» **PROBLEM DESCRIPTION**
Transcribe the entries exactly as each line appears.

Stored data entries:
-*-
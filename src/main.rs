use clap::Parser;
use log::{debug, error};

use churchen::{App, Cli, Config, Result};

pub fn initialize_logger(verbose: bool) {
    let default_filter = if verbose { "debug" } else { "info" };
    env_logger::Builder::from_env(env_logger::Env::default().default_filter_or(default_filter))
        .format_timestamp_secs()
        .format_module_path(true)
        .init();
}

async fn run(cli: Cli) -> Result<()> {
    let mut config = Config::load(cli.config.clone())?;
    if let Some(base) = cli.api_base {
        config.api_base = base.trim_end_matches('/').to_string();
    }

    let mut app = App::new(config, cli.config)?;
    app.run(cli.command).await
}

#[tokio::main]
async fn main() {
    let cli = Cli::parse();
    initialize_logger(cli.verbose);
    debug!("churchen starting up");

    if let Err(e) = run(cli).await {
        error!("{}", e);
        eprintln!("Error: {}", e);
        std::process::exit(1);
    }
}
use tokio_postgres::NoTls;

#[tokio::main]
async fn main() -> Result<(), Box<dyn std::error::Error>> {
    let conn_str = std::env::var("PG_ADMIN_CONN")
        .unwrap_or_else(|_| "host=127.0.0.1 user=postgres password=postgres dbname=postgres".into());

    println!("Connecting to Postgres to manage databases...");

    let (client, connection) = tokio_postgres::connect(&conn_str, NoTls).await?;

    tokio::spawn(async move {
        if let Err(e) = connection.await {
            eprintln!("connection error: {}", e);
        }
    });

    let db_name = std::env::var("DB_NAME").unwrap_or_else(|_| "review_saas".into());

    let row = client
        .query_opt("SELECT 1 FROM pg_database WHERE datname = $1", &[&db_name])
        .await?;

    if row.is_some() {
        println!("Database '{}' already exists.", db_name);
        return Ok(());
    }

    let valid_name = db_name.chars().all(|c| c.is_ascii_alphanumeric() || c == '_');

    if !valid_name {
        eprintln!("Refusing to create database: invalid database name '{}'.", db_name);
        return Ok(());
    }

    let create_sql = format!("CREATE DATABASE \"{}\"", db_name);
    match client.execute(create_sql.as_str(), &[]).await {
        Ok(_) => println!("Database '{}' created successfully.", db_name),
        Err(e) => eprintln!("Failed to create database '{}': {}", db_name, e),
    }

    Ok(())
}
-*-
» **RESPONSE**
filename src/main.rs
use clap::Parser;
use log::{debug, error};

use churchen::{App, Cli, Config, Result};

pub fn initialize_logger(verbose: bool) {
    let default_filter = if verbose { "debug" } else { "info" };
    env_logger::Builder::from_env(env_logger::Env::default().default_filter_or(default_filter))
        .format_timestamp_secs()
        .format_module_path(true)
        .init();
}

async fn run(cli: Cli) -> Result<()> {
    let mut config = Config::load(cli.config.clone())?;
    if let Some(base) = cli.api_base {
        config.api_base = base.trim_end_matches('/').to_string();
    }

    let mut app = App::new(config, cli.config)?;
    app.run(cli.command).await
}

#[tokio::main]
async fn main() {
    let cli = Cli::parse();
    initialize_logger(cli.verbose);
    debug!("churchen starting up");

    if let Err(e) = run(cli).await {
        error!("{}", e);
        eprintln!("Error: {}", e);
        std::process::exit(1);
    }
}
use tokio_postgres::NoTls;

#[tokio::main]
async fn main() -> Result<(), Box<dyn std::error::Error>> {
    let conn_str = std::env::var("PG_ADMIN_CONN")
        .unwrap_or_else(|_| "host=127.0.0.1 user=postgres password=postgres dbname=postgres".into());

    println!("Connecting to Postgres to manage databases...");

    let (client, connection) = tokio_postgres::connect(&conn_str, NoTls).await?;

    tokio::spawn(async move {
        if let Err(e) = connection.await {
            eprintln!("connection error: {}", e);
        }
    });

    let db_name = std::env::var("DB_NAME").unwrap_or_else(|_| "review_saas".into());

    let row = client
        .query_opt("SELECT 1 FROM pg_database WHERE datname = $1", &[&db_name])
        .await?;

    if row.is_some() {
        println!("Database '{}' already exists.", db_name);
        return Ok(());
    }

    let valid_name = db_name.chars().all(|c| c.is_ascii_alphanumeric() || c == '_');

    if !valid_name {
        eprintln!("Refusing to create database: invalid database name '{}'.", db_name);
        return Ok(());
    }

    let create_sql = format!("CREATE DATABASE \"{}\"", db_name);
    match client.execute(create_sql.as_str(), &[]).await {
        Ok(_) => println!("Database '{}' created successfully.", db_name),
        Err(e) => eprintln!("Failed to create database '{}': {}", db_name, e),
    }

    Ok(())
}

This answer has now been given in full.